Pooley Hall Colliery

The Pooley Hall Estate surrounded the hall built by Sir Thomas Cockayne in 1509. Later the hall became the property of Charles Jennens and subsequently the Hon. Charles Finch MP. When the Coventry Canal opened in 1789 – it runs within twenty metres of the hall – it was probably inevitable that coal would be extracted from the extensive coalfields.


The first shaft was sunk in 1849 and completed in 1849, with the first coal extracted the following year. By 1897 the colliery had been formed and a branch line built to connect to the Trent Valley Line – remains of the bridge across the canal can still be seen.

In 1921 the Pooley Hall miners did not join the miners’ strike and in June the striking miners at Baddesley and Birch Coppice marched on Polesworth to persuade them to join the strike – but 200 policemen had been drafted in and a baton charge left several striking miners unconscious.

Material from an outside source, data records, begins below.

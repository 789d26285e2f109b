//! Keyword-based expense categorization
//!
//! Descriptions are lowercased and checked against ordered keyword groups.
//! The first group with any keyword appearing as a substring wins, so group
//! order matters: "gas bill" is Transport because "gas" is checked first.

use crate::models::Category;

/// Ordered keyword groups. Earlier groups take precedence.
const KEYWORD_GROUPS: &[(Category, &[&str])] = &[
    (
        Category::Food,
        &[
            "grocery",
            "supermarket",
            "restaurant",
            "food",
            "cafe",
            "coffee",
            "pizza",
            "mcdonald",
            "burger",
            "starbucks",
        ],
    ),
    (
        Category::Transport,
        &[
            "gas", "fuel", "uber", "lyft", "taxi", "metro", "bus", "train", "parking", "toll",
        ],
    ),
    (
        Category::Entertainment,
        &[
            "movie",
            "cinema",
            "netflix",
            "spotify",
            "game",
            "concert",
            "theater",
            "entertainment",
        ],
    ),
    (
        Category::Shopping,
        &["amazon", "store", "shop", "mall", "clothing", "shoes", "retail"],
    ),
    (
        Category::Utilities,
        &[
            "electric", "water", "gas bill", "internet", "phone", "utility", "power",
        ],
    ),
    (
        Category::Health,
        &["pharmacy", "hospital", "doctor", "medical", "drug", "health"],
    ),
    (
        Category::Travel,
        &["hotel", "flight", "airline", "travel", "vacation", "trip"],
    ),
    (
        Category::Education,
        &["school", "tuition", "book", "education", "course", "university"],
    ),
    (Category::Rent, &["rent", "lease", "apartment", "housing"]),
];

/// Suggest a category for an expense from its description.
///
/// `amount` is accepted for call-site compatibility but does not affect the
/// result. Never fails; unmatched descriptions are `Other`.
pub fn categorize_transaction(description: &str, _amount: f64) -> Category {
    let text = description.to_lowercase();

    KEYWORD_GROUPS
        .iter()
        .find(|(_, keywords)| contains_any(&text, keywords))
        .map(|(category, _)| *category)
        .unwrap_or(Category::Other)
}

fn contains_any(text: &str, keywords: &[&str]) -> bool {
    keywords.iter().any(|k| text.contains(k))
}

Eventually the strikers accepted the reduction in salary and extension of the working week, as the Pooley Hall miners already had.


In 1924 the colliery was visited by the Duke of York – the miners selected to meet the future King George VI were instructed to wear their Sunday best suit and a flat cap (if you didn’t own a flat cap, go out and buy one!) Further evidence of the conditions they worked in was hidden by whitewashing the pit bottom, while an underground toilet was installed (the first in the country) complete with rosewood seat. Nobody could use this toilet until the Duke’s visit was over, and within the week the bucket toilet was removed as the stench was overpowering.

The miners did join the strike of 1936, but as the family also owned Tamworth Electricity Company, they used the suddenly available labour to dig trenches for the electricity cables to bring electricity to surrounding villages.

The colliery closed in 1965 – much of the buildings had to be demolished due to subsidence. Today 154 acres of the estate is Pooley Hall Country Park.

Sunday, 5 October 2025

Superstitious Black Country Miners

It is no surprise to find those working in dangerous jobs as being among the most superstitious. As is often the case, while researching one thing another interesting snippet surfaces and I found the following seven omens of disaster.


Ghosts and spirits seen in the workings could be chased off with the Bible and a key held in the right hand while reciting the Lord’s Prayer. Remember, not that long ago miners worked with candles and such would readily have produced the eeriest of images.


Foul smells were a bad omen – certainly true as any detection of gases which could asphyxiate or, such as methane, potentially explosive would be very useful.

If Gabriel’s hounds had been about the works, then no work was done that day. Gabriel’s Hounds (also known as Gabriel’s Ratchets) are legendary spectral hounds associated with death and misfortune in folklore – sometimes described as a pack of ghostly dogs with human heads that fly through the air while yelping. Some have ascribed this belief to migrating geese at night – night flying geese is also a bad omen.


A bright light seen in the mine was a good reason to flee. Aside from the obvious sign of fire, there is also a link to ghosts and spirits. Black magic was supposedly possible in the depths of the shafts – and protecting themselves by placing a crust of bread and a piece of cheese alongside a cross made from a knife and fork at the mouth of the shaft, before reciting the Lord’s Prayer backwards would be sure to save them. Unless, of course, somebody dreamed of the bread and cheese being eaten. Bread/cheese and knife/fork dates back to lead mining.

Dreams of fire were harbingers of danger – and for obvious reasons.

If a woman was encountered at sunrise on the way to the pit, the men would turn on their heels and return to their homes. This goes back to the Staffordshire ‘plaguey woman’, another promise of doom and disaster. One colliery used a female ‘knocker-up’ – one employed to rouse the workers from their beds in the days before alarm clocks – which didn’t help the superstitious men in getting ready for work. Pit managers rarely accepted this reason for absenteeism.

To dream of a broken shoe foretold danger. Shoes feature regularly in Black Country folklore, but this would be a result of the Wednesbury miner who dreamed of his one shoe crumbling and ignored the warning only to be killed the next day.